Collected data entries:
▼

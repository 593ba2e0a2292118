use std::collections::VecDeque;
use std::sync::Arc;
use std::sync::atomic::{AtomicUsize, Ordering};
use std::thread;
use std::time::Duration;

use assert_matches::assert_matches;
use camino::Utf8PathBuf;
use parking_lot::Mutex;

use genevidence::cache::{CacheService, CacheSettings};
use genevidence::error::IngestError;
use genevidence::http::{
    BreakerPolicy, CircuitState, FetchClient, FetchRequest, FetchResponse, HttpSettings,
    RetryPolicy, Transport, TransportError, TransportErrorKind,
};

/// Replays queued responses; answers `fallback` once the queue is empty.
struct ScriptedTransport {
    queue: Mutex<VecDeque<Result<FetchResponse, TransportError>>>,
    fallback: u16,
    calls: AtomicUsize,
}

impl ScriptedTransport {
    fn new(fallback: u16) -> Self {
        Self {
            queue: Mutex::new(VecDeque::new()),
            fallback,
            calls: AtomicUsize::new(0),
        }
    }

    fn push(&self, response: Result<FetchResponse, TransportError>) {
        self.queue.lock().push_back(response);
    }

    fn calls(&self) -> usize {
        self.calls.load(Ordering::SeqCst)
    }
}

impl Transport for ScriptedTransport {
    fn execute(
        &self,
        _request: &FetchRequest,
        _timeout: Duration,
    ) -> Result<FetchResponse, TransportError> {
        self.calls.fetch_add(1, Ordering::SeqCst);
        self.queue
            .lock()
            .pop_front()
            .unwrap_or_else(|| Ok(FetchResponse::with_status(self.fallback, "")))
    }
}

fn settings(max_attempts: u32, cooldown: Duration) -> HttpSettings {
    HttpSettings {
        timeout: Duration::from_secs(1),
        user_agent: "genevidence-test".to_string(),
        retry: RetryPolicy {
            max_attempts,
            base_delay: Duration::from_millis(1),
            max_delay: Duration::from_millis(5),
            retry_statuses: vec![429, 500, 502, 503, 504],
        },
        breaker: BreakerPolicy {
            failure_threshold: 10,
            window: Duration::from_secs(60),
            cooldown,
        },
    }
}

fn request() -> FetchRequest {
    FetchRequest::get("https://api.example.org/genes").no_cache()
}

#[test]
fn retries_transient_status_then_succeeds() {
    let transport = Arc::new(ScriptedTransport::new(200));
    transport.push(Ok(FetchResponse::with_status(503, "busy")));
    transport.push(Err(TransportError {
        kind: TransportErrorKind::Timeout,
        message: "timed out".to_string(),
    }));
    transport.push(Ok(FetchResponse::ok(r#"{"ok":true}"#)));
    let client = FetchClient::new(transport.clone(), None, settings(4, Duration::from_secs(30)));

    let value: serde_json::Value = client.fetch_json(&request()).unwrap();
    assert_eq!(value["ok"], true);
    assert_eq!(transport.calls(), 3);
}

#[test]
fn client_error_is_fatal_without_retry() {
    let transport = Arc::new(ScriptedTransport::new(404));
    let client = FetchClient::new(transport.clone(), None, settings(4, Duration::from_secs(30)));

    let err = client.fetch(&request()).unwrap_err();
    assert_matches!(err, IngestError::FatalFetch { status: 404, .. });
    assert_eq!(transport.calls(), 1);
    assert_eq!(client.circuit_state("api.example.org"), CircuitState::Closed);
}

#[test]
fn exhausted_retries_report_source_unavailable() {
    let transport = Arc::new(ScriptedTransport::new(503));
    let client = FetchClient::new(transport.clone(), None, settings(3, Duration::from_secs(30)));

    let err = client.fetch(&request()).unwrap_err();
    assert_matches!(err, IngestError::SourceUnavailable { attempts: 3, .. });
    assert!(err.is_retryable());
    assert_eq!(transport.calls(), 3);
}

#[test]
fn breaker_opens_after_ten_failures_and_fails_fast() {
    let transport = Arc::new(ScriptedTransport::new(503));
    let client = FetchClient::new(transport.clone(), None, settings(1, Duration::from_secs(30)));

    for _ in 0..10 {
        let err = client.fetch(&request()).unwrap_err();
        assert_matches!(err, IngestError::SourceUnavailable { .. });
    }
    assert_eq!(transport.calls(), 10);

    let err = client.fetch(&request()).unwrap_err();
    assert_matches!(err, IngestError::CircuitOpen { ref host, .. } if host == "api.example.org");
    assert_eq!(transport.calls(), 10);
}

#[test]
fn breaker_closes_after_successful_trial() {
    let transport = Arc::new(ScriptedTransport::new(503));
    let client = FetchClient::new(
        transport.clone(),
        None,
        settings(1, Duration::from_millis(20)),
    );
    for _ in 0..10 {
        let _ = client.fetch(&request());
    }
    assert_matches!(
        client.circuit_state("api.example.org"),
        CircuitState::Open { .. }
    );

    thread::sleep(Duration::from_millis(40));
    transport.push(Ok(FetchResponse::ok("{}")));
    client.fetch(&request()).unwrap();
    assert_eq!(client.circuit_state("api.example.org"), CircuitState::Closed);
    assert_eq!(transport.calls(), 11);
}

#[test]
fn invalid_trial_request_does_not_wedge_the_breaker() {
    let transport = Arc::new(ScriptedTransport::new(503));
    let client = FetchClient::new(
        transport.clone(),
        None,
        settings(1, Duration::from_millis(20)),
    );
    for _ in 0..10 {
        let _ = client.fetch(&request());
    }

    thread::sleep(Duration::from_millis(40));
    transport.push(Err(TransportError {
        kind: TransportErrorKind::Invalid,
        message: "bad header".to_string(),
    }));
    let err = client.fetch(&request()).unwrap_err();
    assert_matches!(err, IngestError::InvalidRequest(_));
    assert_eq!(
        client.circuit_state("api.example.org"),
        CircuitState::HalfOpen {
            trial_in_flight: false
        }
    );

    transport.push(Ok(FetchResponse::ok("{}")));
    client.fetch(&request()).unwrap();
    assert_eq!(client.circuit_state("api.example.org"), CircuitState::Closed);
    assert_eq!(transport.calls(), 12);
}

#[test]
fn successful_responses_are_served_from_cache() {
    let dir = tempfile::tempdir().unwrap();
    let root = Utf8PathBuf::from_path_buf(dir.path().to_path_buf()).unwrap();
    let cache = Arc::new(CacheService::new(CacheSettings::new(root)).unwrap());
    let transport = Arc::new(ScriptedTransport::new(500));
    transport.push(Ok(FetchResponse::ok(r#"{"genes":["PKD1"]}"#)));
    let client = FetchClient::new(
        transport.clone(),
        Some(cache),
        settings(1, Duration::from_secs(30)),
    );

    let cached = FetchRequest::get("https://api.example.org/genes").param("q", "kidney");
    let first = client.fetch(&cached).unwrap();
    assert!(!first.from_cache);
    let second = client.fetch(&cached).unwrap();
    assert!(second.from_cache);
    assert_eq!(second.body, first.body);
    assert_eq!(transport.calls(), 1);
}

▲

• About this task: Across the data above, how many lines include the word "genes"? Give only the number.

• Answer below: 3